--- START ---

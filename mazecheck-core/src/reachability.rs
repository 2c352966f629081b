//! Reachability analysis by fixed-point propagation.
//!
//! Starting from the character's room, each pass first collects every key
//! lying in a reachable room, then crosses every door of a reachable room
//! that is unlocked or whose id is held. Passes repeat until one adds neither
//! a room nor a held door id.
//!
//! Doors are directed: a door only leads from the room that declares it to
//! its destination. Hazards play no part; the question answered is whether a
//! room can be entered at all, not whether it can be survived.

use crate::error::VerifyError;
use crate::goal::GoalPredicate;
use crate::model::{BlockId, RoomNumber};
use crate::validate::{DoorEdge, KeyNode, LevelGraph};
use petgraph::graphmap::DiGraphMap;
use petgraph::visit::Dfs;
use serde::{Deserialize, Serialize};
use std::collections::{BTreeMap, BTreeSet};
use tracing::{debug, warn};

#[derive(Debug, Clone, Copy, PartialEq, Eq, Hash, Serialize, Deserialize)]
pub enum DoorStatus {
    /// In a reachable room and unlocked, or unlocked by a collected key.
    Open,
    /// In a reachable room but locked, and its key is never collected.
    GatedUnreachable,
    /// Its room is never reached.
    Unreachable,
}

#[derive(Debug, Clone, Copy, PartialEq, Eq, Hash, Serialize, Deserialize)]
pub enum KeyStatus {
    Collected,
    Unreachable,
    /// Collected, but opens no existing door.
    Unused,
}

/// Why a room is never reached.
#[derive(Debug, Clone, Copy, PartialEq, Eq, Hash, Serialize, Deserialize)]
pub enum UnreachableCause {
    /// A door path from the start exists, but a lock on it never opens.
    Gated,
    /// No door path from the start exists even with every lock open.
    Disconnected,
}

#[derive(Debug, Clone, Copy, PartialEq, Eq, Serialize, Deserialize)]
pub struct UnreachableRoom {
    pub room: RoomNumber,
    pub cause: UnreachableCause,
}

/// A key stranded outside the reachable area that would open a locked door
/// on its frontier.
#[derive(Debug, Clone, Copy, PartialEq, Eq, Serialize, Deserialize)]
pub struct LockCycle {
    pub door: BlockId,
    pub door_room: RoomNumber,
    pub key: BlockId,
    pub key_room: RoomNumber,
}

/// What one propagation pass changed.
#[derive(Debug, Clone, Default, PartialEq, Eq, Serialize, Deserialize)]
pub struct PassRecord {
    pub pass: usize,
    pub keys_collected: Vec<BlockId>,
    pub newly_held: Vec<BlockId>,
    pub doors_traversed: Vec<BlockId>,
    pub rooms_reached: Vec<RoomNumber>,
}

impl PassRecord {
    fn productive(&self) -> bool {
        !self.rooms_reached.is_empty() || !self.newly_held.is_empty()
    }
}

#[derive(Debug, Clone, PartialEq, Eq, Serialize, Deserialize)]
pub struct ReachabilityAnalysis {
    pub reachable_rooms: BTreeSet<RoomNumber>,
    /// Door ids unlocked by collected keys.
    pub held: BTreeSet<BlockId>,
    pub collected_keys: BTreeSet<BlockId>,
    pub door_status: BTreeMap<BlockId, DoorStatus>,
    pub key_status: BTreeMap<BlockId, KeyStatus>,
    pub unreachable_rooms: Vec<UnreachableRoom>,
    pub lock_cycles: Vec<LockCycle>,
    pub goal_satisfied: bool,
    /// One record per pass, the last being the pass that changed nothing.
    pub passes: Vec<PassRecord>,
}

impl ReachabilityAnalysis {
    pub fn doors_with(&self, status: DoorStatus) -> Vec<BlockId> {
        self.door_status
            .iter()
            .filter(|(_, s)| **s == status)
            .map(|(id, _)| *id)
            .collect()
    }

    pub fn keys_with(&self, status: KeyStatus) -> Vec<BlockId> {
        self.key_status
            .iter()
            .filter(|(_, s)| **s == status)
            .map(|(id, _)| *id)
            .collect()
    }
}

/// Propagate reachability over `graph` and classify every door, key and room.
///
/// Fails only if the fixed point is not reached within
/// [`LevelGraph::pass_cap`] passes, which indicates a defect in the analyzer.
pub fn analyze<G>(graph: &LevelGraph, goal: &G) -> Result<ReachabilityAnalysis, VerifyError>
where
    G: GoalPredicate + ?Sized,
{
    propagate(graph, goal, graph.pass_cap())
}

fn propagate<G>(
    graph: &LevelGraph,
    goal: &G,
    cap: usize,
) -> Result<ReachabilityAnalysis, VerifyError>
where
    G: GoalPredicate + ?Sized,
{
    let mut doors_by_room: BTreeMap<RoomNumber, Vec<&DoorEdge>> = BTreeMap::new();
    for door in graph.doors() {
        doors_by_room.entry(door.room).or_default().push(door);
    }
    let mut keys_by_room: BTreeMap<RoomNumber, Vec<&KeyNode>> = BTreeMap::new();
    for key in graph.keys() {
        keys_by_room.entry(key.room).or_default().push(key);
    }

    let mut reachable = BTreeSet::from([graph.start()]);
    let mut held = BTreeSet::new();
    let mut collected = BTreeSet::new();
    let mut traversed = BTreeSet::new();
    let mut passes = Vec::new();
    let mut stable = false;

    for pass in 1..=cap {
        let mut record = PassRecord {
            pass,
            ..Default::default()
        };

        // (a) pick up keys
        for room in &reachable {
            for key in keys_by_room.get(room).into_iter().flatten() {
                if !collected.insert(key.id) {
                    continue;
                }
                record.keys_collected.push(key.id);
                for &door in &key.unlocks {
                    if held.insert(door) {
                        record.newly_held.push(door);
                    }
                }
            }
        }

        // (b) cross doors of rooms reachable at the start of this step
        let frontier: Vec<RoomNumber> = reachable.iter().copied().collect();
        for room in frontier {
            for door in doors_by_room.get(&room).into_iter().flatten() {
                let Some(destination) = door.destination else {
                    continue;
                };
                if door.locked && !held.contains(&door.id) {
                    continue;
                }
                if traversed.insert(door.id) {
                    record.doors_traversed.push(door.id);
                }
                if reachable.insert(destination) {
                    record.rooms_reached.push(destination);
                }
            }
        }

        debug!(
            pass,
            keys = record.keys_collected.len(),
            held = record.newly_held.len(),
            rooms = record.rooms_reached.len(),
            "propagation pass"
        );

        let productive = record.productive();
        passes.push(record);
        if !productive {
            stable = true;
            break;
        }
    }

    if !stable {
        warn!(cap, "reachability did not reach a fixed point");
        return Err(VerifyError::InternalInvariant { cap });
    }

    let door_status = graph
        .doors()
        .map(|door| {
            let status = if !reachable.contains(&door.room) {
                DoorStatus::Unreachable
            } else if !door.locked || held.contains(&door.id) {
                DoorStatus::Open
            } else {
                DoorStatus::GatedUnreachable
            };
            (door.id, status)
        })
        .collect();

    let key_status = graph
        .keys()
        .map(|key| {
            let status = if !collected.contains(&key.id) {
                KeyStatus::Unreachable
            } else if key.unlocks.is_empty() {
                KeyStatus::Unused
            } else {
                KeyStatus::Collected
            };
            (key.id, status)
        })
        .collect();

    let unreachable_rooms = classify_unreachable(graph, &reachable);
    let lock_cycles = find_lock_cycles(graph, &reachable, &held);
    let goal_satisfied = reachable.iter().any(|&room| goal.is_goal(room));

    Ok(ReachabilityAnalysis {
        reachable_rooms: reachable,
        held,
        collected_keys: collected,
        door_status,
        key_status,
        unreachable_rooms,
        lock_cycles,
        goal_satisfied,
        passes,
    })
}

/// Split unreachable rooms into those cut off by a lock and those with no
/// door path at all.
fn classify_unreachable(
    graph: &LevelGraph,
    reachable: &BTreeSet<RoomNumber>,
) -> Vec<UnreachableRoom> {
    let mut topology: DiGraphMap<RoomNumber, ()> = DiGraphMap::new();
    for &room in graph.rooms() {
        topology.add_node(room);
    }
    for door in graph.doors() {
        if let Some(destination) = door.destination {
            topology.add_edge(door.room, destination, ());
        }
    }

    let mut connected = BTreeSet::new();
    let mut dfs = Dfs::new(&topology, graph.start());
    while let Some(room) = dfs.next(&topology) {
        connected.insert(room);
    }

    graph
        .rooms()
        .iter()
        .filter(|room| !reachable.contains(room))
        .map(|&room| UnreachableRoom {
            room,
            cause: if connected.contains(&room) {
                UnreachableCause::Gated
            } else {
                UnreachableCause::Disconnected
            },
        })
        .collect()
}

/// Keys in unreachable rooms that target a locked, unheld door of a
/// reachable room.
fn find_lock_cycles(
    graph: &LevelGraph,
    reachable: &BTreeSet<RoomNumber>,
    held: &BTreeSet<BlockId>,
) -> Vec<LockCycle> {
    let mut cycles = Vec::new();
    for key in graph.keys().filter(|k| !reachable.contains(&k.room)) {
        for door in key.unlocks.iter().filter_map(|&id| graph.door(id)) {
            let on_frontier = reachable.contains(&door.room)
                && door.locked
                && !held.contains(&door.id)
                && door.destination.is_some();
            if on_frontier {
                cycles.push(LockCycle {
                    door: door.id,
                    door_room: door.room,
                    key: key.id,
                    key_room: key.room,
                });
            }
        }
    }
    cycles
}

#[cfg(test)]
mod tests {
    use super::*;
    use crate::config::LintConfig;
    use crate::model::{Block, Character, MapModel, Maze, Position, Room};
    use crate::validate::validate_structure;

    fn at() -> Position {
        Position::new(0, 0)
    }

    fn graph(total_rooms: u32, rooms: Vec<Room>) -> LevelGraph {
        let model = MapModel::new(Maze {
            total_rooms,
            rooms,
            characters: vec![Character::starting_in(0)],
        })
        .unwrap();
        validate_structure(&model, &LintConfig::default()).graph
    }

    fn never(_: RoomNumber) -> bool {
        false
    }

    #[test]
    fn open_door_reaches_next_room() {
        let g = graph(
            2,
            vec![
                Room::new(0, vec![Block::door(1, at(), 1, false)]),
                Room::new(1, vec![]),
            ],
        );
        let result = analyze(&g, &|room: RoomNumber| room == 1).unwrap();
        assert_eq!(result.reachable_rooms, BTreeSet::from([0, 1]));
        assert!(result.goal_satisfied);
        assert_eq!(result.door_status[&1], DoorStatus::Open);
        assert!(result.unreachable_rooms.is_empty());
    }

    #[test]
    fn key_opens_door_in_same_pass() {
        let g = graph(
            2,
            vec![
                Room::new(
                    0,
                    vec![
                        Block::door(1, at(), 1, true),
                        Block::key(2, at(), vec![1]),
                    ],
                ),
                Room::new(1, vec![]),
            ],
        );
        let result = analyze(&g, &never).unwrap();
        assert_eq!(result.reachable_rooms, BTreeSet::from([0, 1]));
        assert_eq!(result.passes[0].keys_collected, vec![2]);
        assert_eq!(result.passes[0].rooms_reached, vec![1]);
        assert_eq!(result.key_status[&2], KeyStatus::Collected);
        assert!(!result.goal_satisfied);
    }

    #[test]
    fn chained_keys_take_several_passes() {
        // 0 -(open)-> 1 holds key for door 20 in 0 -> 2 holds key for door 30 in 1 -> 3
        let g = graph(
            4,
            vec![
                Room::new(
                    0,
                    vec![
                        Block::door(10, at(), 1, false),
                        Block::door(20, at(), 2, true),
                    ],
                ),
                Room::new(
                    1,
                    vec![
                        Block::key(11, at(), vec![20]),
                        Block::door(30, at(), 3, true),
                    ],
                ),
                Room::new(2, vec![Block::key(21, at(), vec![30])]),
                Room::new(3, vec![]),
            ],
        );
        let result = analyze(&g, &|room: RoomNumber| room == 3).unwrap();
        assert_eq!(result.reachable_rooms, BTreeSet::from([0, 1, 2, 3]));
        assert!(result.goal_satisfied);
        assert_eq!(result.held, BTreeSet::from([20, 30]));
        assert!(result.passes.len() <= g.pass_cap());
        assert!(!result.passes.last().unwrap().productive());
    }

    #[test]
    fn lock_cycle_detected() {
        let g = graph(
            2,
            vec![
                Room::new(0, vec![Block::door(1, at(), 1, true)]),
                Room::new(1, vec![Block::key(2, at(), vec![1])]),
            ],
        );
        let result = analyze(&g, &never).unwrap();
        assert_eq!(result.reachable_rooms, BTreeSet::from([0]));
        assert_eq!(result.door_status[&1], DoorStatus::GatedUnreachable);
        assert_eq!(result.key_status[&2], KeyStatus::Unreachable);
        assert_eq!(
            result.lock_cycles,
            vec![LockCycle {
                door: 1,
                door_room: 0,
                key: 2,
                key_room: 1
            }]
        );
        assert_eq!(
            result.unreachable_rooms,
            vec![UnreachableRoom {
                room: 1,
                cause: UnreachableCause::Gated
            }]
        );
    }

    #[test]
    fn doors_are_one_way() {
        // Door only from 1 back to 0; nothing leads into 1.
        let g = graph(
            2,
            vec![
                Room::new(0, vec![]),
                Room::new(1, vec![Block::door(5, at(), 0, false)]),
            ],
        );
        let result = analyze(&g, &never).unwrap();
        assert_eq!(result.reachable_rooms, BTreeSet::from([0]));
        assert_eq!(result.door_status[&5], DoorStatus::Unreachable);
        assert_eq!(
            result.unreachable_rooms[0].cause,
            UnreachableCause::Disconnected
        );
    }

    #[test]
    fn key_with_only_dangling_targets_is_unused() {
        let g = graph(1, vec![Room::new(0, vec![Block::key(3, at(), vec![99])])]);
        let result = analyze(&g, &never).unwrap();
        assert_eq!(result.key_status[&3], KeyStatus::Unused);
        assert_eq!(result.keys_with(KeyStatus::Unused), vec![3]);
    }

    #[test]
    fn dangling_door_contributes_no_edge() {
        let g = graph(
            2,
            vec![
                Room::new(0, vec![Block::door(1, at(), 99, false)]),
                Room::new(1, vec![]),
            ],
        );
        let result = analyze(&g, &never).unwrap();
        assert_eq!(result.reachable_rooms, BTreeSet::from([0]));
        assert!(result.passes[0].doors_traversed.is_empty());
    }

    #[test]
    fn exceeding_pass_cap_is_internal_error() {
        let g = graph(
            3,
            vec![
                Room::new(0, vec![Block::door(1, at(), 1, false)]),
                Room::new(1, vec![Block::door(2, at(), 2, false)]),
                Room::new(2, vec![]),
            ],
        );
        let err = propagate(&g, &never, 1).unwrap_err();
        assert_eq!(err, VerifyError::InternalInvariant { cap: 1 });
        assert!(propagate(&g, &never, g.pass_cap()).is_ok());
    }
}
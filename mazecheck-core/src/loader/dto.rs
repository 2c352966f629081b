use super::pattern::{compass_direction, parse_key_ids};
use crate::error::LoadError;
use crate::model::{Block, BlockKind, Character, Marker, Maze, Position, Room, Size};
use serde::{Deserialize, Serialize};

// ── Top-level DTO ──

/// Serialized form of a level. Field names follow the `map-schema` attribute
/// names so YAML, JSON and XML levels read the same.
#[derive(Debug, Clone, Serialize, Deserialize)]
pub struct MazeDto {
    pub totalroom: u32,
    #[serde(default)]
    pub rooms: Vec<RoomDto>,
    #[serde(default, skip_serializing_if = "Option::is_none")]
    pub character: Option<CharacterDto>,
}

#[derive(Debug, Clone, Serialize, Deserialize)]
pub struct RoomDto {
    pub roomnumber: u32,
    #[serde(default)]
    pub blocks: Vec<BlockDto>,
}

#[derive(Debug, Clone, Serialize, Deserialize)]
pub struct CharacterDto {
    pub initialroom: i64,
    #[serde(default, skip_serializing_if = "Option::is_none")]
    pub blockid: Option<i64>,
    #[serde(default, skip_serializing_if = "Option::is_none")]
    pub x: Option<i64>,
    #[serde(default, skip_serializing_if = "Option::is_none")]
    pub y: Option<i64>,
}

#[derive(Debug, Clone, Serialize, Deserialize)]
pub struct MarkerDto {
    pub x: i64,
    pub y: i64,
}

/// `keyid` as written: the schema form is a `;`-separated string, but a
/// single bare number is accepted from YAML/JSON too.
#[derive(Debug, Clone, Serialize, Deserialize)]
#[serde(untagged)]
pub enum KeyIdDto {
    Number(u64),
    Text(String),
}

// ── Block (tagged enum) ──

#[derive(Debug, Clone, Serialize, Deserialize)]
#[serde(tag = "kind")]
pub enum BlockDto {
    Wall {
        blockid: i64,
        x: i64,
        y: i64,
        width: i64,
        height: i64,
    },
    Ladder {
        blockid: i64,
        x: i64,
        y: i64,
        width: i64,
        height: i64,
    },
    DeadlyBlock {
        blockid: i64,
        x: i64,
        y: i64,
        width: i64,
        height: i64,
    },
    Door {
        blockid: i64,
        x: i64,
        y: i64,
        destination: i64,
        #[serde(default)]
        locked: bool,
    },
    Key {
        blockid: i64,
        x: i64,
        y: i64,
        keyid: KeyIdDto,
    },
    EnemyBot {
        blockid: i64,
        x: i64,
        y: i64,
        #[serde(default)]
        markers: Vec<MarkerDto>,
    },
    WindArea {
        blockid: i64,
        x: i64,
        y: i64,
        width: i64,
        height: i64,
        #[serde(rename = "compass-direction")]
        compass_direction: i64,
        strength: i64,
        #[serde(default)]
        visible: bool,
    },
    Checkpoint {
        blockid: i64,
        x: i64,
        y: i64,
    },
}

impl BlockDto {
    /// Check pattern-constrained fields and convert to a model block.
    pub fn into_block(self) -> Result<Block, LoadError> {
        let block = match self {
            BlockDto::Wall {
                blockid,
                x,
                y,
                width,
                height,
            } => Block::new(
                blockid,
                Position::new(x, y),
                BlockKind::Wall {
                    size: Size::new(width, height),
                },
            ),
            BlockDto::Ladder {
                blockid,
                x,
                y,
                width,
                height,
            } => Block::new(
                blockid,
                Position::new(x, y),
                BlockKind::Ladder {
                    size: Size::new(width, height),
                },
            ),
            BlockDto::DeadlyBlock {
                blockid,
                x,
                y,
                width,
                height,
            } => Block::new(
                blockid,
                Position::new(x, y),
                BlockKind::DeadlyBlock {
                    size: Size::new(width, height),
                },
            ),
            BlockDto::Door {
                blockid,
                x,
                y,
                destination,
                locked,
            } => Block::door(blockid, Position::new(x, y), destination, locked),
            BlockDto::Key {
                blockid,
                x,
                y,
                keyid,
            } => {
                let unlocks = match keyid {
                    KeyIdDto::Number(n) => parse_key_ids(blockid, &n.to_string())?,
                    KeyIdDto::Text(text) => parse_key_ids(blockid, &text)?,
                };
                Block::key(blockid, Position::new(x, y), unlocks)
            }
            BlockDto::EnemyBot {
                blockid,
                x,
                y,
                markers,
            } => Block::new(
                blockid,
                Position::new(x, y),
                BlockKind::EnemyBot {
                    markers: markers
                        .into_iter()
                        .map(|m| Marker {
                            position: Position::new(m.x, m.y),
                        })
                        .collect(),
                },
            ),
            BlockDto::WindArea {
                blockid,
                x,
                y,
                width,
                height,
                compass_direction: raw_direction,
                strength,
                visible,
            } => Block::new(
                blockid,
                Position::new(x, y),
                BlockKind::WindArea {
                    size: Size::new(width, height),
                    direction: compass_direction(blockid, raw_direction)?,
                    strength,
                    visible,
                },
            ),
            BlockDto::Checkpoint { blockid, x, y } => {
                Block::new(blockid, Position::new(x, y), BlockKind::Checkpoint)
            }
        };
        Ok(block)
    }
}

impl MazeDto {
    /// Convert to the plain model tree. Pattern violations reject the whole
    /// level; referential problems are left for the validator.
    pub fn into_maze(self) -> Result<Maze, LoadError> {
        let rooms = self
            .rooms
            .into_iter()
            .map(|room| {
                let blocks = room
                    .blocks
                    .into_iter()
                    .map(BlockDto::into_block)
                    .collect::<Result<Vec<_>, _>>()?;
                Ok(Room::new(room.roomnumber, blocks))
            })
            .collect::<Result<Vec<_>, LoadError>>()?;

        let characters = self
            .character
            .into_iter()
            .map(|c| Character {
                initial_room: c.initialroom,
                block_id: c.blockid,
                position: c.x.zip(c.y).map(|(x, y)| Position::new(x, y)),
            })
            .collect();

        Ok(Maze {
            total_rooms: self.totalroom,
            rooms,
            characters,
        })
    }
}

--- END ---

ACTIVITY: When a line in the listing above holds "LoadError", include it in the tally; report only the tally.

ANSWER TO THE PROBLEM: 4